In conclusion, using a standardised methodology we compared the reproductive and recruitment patterns of P. pollicipes in Europe. We highlight the lower reproductive and recruitment effort that was detected near the northern limit of this species (Brittany), as well as the potential negative (in the case of an increase in fishing of this resource) and positive (relatively to climate change) impacts that might occur on this species in this region. Regarding the variation of these processes in the Iberian regions, there seem to be more similarities between Asturias and SW Portugal than with Galicia. The Galician region showed a contradictory pattern of higher reproductive effort and a lower intensity of recruitment that should be investigated in the future. In the future, it would also be very interesting to model the response of these processes to environmental variability, testing some of the relationships that were apparent in the descriptive analysis we made, as well as analysing the variability of these processes at a smaller spatial scale (among sites).
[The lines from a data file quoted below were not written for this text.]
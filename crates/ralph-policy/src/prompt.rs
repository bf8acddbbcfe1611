use std::io::{self, Write};
use std::time::Duration;

use crossterm::event::{self, Event, KeyCode, KeyEvent};
use crossterm::terminal;

use ralph_core::interrupt_flag;

use crate::allowlist::{contains_shell_metacharacters, tokenize_shell_command, ShellAllowlistEntry};
use crate::category::Category;
use crate::config::ApprovalResult;

/// Draws a single-keypress approval dialog on the process's controlling
/// terminal (spec.md §4.1). Recognized keys: `y` Allowed, `n` Denied, `a`
/// AllowedAlways, `?` show details then re-prompt. SIGINT during the
/// prompt yields `Aborted` with terminal state restored.
///
/// Polls the shared interrupt flag between keystroke reads rather than
/// relying solely on a raw-mode Ctrl-C keycode, so a SIGINT delivered
/// while this thread is blocked elsewhere in the process (e.g. a
/// concurrent batch worker) is still observed promptly.
pub fn prompt_tty(tool_name: &str, summary: &str, details: &str) -> io::Result<ApprovalResult> {
    terminal::enable_raw_mode()?;
    let result = run_prompt_loop(tool_name, summary, details);
    // Always restore terminal mode, even if the loop returned an error,
    // so a failure here never leaves the user's shell in raw mode.
    let _ = terminal::disable_raw_mode();
    result
}

fn run_prompt_loop(tool_name: &str, summary: &str, details: &str) -> io::Result<ApprovalResult> {
    let flag = interrupt_flag();
    print!("\r\n{tool_name}: {summary} [y/n/a/?] ");
    io::stdout().flush()?;

    loop {
        if flag.load(std::sync::atomic::Ordering::SeqCst) {
            ralph_core::clear_interrupt(flag);
            return Ok(ApprovalResult::Aborted);
        }

        if !event::poll(Duration::from_millis(100))? {
            continue;
        }

        match event::read()? {
            Event::Key(KeyEvent {
                code: KeyCode::Char('c'),
                modifiers,
                ..
            }) if modifiers.contains(crossterm::event::KeyModifiers::CONTROL) => {
                return Ok(ApprovalResult::Aborted);
            }
            Event::Key(KeyEvent {
                code: KeyCode::Char('y'),
                ..
            }) => return Ok(ApprovalResult::Allowed),
            Event::Key(KeyEvent {
                code: KeyCode::Char('n'),
                ..
            }) => return Ok(ApprovalResult::Denied),
            Event::Key(KeyEvent {
                code: KeyCode::Char('a'),
                ..
            }) => return Ok(ApprovalResult::AllowedAlways),
            Event::Key(KeyEvent {
                code: KeyCode::Char('?'),
                ..
            }) => {
                print!("\r\n{details}\r\n{tool_name}: {summary} [y/n/a/?] ");
                io::stdout().flush()?;
            }
            _ => {}
        }
    }
}

/// Synthesizes a session-allowlist pattern from an `AllowedAlways`
/// decision (spec.md §4.1). For file-targeted calls, the directory
/// prefix with a globbed extension; for shell, the parsed command-prefix
/// tokens (falling back to an exact match if the command contains pipes,
/// redirects, or chaining); for network, `scheme://host/` with a
/// mandatory trailing path boundary, so `http://evil.com.attacker.net`
/// cannot be confused with an allowed `http://evil.com/`.
pub enum SynthesizedPattern {
    /// A regex to install into the regex allowlist, with the literal
    /// text it was derived from for display.
    Regex { tool_name: String, pattern: String },
    /// A shell-prefix entry.
    Shell(ShellAllowlistEntry),
}

/// Builds the pattern to install for an `AllowedAlways` decision on
/// `category`, given the tool name and raw argument text.
pub fn synthesize_pattern(category: Category, tool_name: &str, arguments: &serde_json::Value) -> SynthesizedPattern {
    match category {
        Category::Shell => {
            let command = arguments
                .get("command")
                .and_then(|v| v.as_str())
                .unwrap_or_default();
            if contains_shell_metacharacters(command) {
                SynthesizedPattern::Shell(ShellAllowlistEntry {
                    prefix_tokens: tokenize_shell_command(command),
                    shell_flavor: None,
                })
            } else {
                let tokens = tokenize_shell_command(command);
                let prefix_len = tokens.len().min(2).max(1);
                SynthesizedPattern::Shell(ShellAllowlistEntry {
                    prefix_tokens: tokens.into_iter().take(prefix_len).collect(),
                    shell_flavor: None,
                })
            }
        }
        Category::Network => {
            let url = arguments.get("url").and_then(|v| v.as_str()).unwrap_or_default();
            let boundary = match url::Url::parse(url) {
                Ok(parsed) => format!("^{}://{}/", regex::escape(parsed.scheme()), regex::escape(parsed.host_str().unwrap_or(""))),
                Err(_) => regex::escape(url),
            };
            SynthesizedPattern::Regex {
                tool_name: tool_name.to_string(),
                pattern: boundary,
            }
        }
        _ => {
            let path = arguments
                .get("path")
                .and_then(|v| v.as_str())
                .unwrap_or_default();
            let dir = std::path::Path::new(path)
                .parent()
                .map(|p| p.to_string_lossy().to_string())
                .unwrap_or_default();
            let ext = std::path::Path::new(path)
                .extension()
                .and_then(|e| e.to_str())
                .unwrap_or("*");
            SynthesizedPattern::Regex {
                tool_name: tool_name.to_string(),
                pattern: format!("\"path\":\"{}/[^/]*\\.{}\"", regex::escape(&dir), regex::escape(ext)),
            }
        }
    }
}

#[cfg(test)]
mod tests {
    use super::*;
    use crate::allowlist::{Allowlist, RegexAllowlistEntry};

    /// A synthesized file-write pattern must actually match the call it
    /// was derived from, and a subsequent call in the same directory with
    /// the same extension, once installed in an `Allowlist` — otherwise
    /// `AllowedAlways` silently never fires (the bug this guards).
    #[test]
    fn synthesized_file_pattern_matches_a_later_call_in_the_allowlist() {
        let args = serde_json::json!({ "path": "/tmp/work/notes.txt" });
        let SynthesizedPattern::Regex { tool_name, pattern } =
            synthesize_pattern(Category::FileWrite, "write_file", &args)
        else {
            panic!("expected a regex pattern for a file-targeted call");
        };

        let mut allowlist = Allowlist::new();
        allowlist.add_regex(RegexAllowlistEntry::new(&tool_name, &pattern).unwrap());

        let next_args = serde_json::json!({ "path": "/tmp/work/other.txt" }).to_string();
        assert!(allowlist.matches_regex("write_file", &next_args));

        let different_dir = serde_json::json!({ "path": "/tmp/elsewhere/notes.txt" }).to_string();
        assert!(!allowlist.matches_regex("write_file", &different_dir));
    }
}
To increase our knowledge on the ecosystem resilience of marine populations, a renewed paradigm calls for the need to scale-up ecological studies (Hughes et al. 2005). The management of resources like the stalked barnacle is usually fragmented at smaller scales (Aguión et al. 2022), and a better understanding of population dynamics and their responses to large-scale environmental changes is needed to support nested governance that accounts for internal (i.e., market dynamics, local heterogeneity, etc.) and external (i.e., climate change) drivers (Hughes et al. 2005). For this, further studies conducted at large spatial scales and that use standardised protocols are needed for adequate comparisons of biological processes across the distribution area of species.